How Are Internal Haemorrhoids Diagnosed?

In order to diagnose internal haemorrhoids, the physician will ask you a number of questions (known as anamnesis), followed by a detailed physical examination. The physician may also request additional tests. In the cases of rectal or stool bleeding, a detailed evaluation and the correct physician diagnosis are very important. Anal bleeding can also be a symptom of other digestive diseases, including the colon or rectal cancer. A detailed evaluation of the rectal area in order to detect internal haemorrhoids supposes the examination with an anoscope – a cylindrical tube, equipped with a high performance optical system to view the internal haemorrhoids – or with a rectoscope, for a detailed examination of the entire rectal area.

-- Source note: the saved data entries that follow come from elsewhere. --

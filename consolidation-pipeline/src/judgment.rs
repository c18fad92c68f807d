use serde::{Deserialize, Serialize};

/// How the model classified the relationship between two chunks.
#[derive(Debug, Clone, Copy, PartialEq, Eq, Serialize, Deserialize)]
#[serde(rename_all = "snake_case")]
pub enum PairRelation {
    DuplicateWork,
    SequentialIteration,
    ContextualConvergence,
    Unrelated,
}

#[derive(Debug, Clone, Copy, PartialEq, Eq, Serialize, Deserialize)]
#[serde(rename_all = "snake_case")]
pub enum MergeDirection {
    Forward,
    Backward,
    Convergent,
    Unknown,
}

#[derive(Debug, Clone, Copy, PartialEq, Eq, Serialize, Deserialize)]
#[serde(rename_all = "snake_case")]
pub enum KeepSide {
    First,
    Second,
    Both,
}

/// The fixed response shape requested from the json-completion capability.
#[derive(Debug, Clone, Serialize, Deserialize)]
pub struct PairJudgment {
    pub relation: PairRelation,
    pub direction: MergeDirection,
    pub keep: KeepSide,
    pub reasoning: String,
    /// Synthesized content; required when the relation is convergence.
    #[serde(default)]
    pub merged_text: Option<String>,
}

impl PairJudgment {
    /// An unusable answer after retries collapses to this; the pair is
    /// recorded and skipped.
    pub fn unrelated(reason: &str) -> Self {
        Self {
            relation: PairRelation::Unrelated,
            direction: MergeDirection::Unknown,
            keep: KeepSide::Both,
            reasoning: reason.to_string(),
            merged_text: None,
        }
    }

    pub fn validate(self) -> Result<Self, String> {
        if self.relation == PairRelation::ContextualConvergence
            && self
                .merged_text
                .as_ref()
                .is_none_or(|text| text.trim().is_empty())
        {
            return Err("convergence verdict without merged_text".to_string());
        }
        Ok(self)
    }
}

pub fn judgment_schema() -> serde_json::Value {
    serde_json::json!({
        "type": "object",
        "properties": {
            "relation": {
                "type": "string",
                "enum": ["duplicate_work", "sequential_iteration", "contextual_convergence", "unrelated"]
            },
            "direction": {
                "type": "string",
                "enum": ["forward", "backward", "convergent", "unknown"]
            },
            "keep": {
                "type": "string",
                "enum": ["first", "second", "both"]
            },
            "reasoning": { "type": "string" },
            "merged_text": { "type": ["string", "null"] }
        },
        "required": ["relation", "direction", "keep", "reasoning"],
        "additionalProperties": false
    })
}

pub const JUDGMENT_SYSTEM_MESSAGE: &str = "You compare two knowledge chunks from a \
developer's corpus and judge their relationship: duplicate_work (same content), \
sequential_iteration (one evolves the other), contextual_convergence (they should \
merge into one synthesized chunk; provide merged_text), or unrelated. Respond only \
with JSON matching the provided schema.";

#[cfg(test)]
mod tests {
    use super::*;

    #[test]
    fn judgment_round_trips_snake_case() {
        let value = serde_json::json!({
            "relation": "duplicate_work",
            "direction": "forward",
            "keep": "first",
            "reasoning": "identical text"
        });
        let judgment: PairJudgment = serde_json::from_value(value).expect("parse");
        assert_eq!(judgment.relation, PairRelation::DuplicateWork);
        assert_eq!(judgment.keep, KeepSide::First);
        assert!(judgment.merged_text.is_none());
    }

    #[test]
    fn unknown_relation_fails_to_parse() {
        let value = serde_json::json!({
            "relation": "soulmates",
            "direction": "forward",
            "keep": "first",
            "reasoning": "no"
        });
        assert!(serde_json::from_value::<PairJudgment>(value).is_err());
    }

    #[test]
    fn convergence_requires_merged_text() {
        let judgment = PairJudgment {
            relation: PairRelation::ContextualConvergence,
            direction: MergeDirection::Convergent,
            keep: KeepSide::Both,
            reasoning: "merge them".to_string(),
            merged_text: None,
        };
        assert!(judgment.validate().is_err());

        let judgment = PairJudgment {
            merged_text: Some("combined body".to_string()),
            ..PairJudgment {
                relation: PairRelation::ContextualConvergence,
                direction: MergeDirection::Convergent,
                keep: KeepSide::Both,
                reasoning: "merge them".to_string(),
                merged_text: None,
            }
        };
        assert!(judgment.validate().is_ok());
    }
}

In order to eliminate the other causes of the GI bleedings, the physician may examine the rectum or the lower area of the colon (sigmoid) through a rectosigmoidoscopy, or of the whole colon through a colonoscopy.

How Are Internal Haemorrhoids Treated?

In most cases, internal haemorrhoid treatments focus on:

  • relieving the symptoms;
  • decreasing the haemorrhoid vein pressure by increasing the fibre and liquid intake;
  • adjustment of the intestinal transit.

Internal haemorrhoid treatment methods may include:

  • sitz baths several times a day;
  • increase of the fibre and liquid intake;
  • laxatives;
  • OTC drugs to relieve itching and inflammation.

In most cases, internal haemorrhoid symptoms improve in a few days. If the symptoms do not disappear, haemorrhoid protrusion or thrombosis occurs or in the case of repeated bleedings, emergency surgical intervention may be required.

Some of the haemorrhoid treatment methods are:

  • rubber band ligation;
  • sclerotherapy;
  • infrared coagulation;
  • haemorrhoidectomy.

Internal Haemorrhoids and Pregnancy:

Internal haemorrhoids are very frequent in pregnant women. Both the pressure exerted by the fetus, and the hormonal changes may lead to an enlargement of the internal haemorrhoid veins. These veins are subjected to additional pressure during childbirth. However, in most women, the pregnancy-related internal haemorrhoid condition is temporary.

How To Prevent Haemorrhoids?

The best ways to prevent haemorrhoids are:

  • maintaining a normal stool consistency, in order to avoid straining and decrease defecation pressure;
  • the elimination of the stool as soon as possible after the defecation sensation.

Physical exercise, including walking, and a diet rich in fibres determine a normal stool consistency, which helps prevent constipation and defecation straining.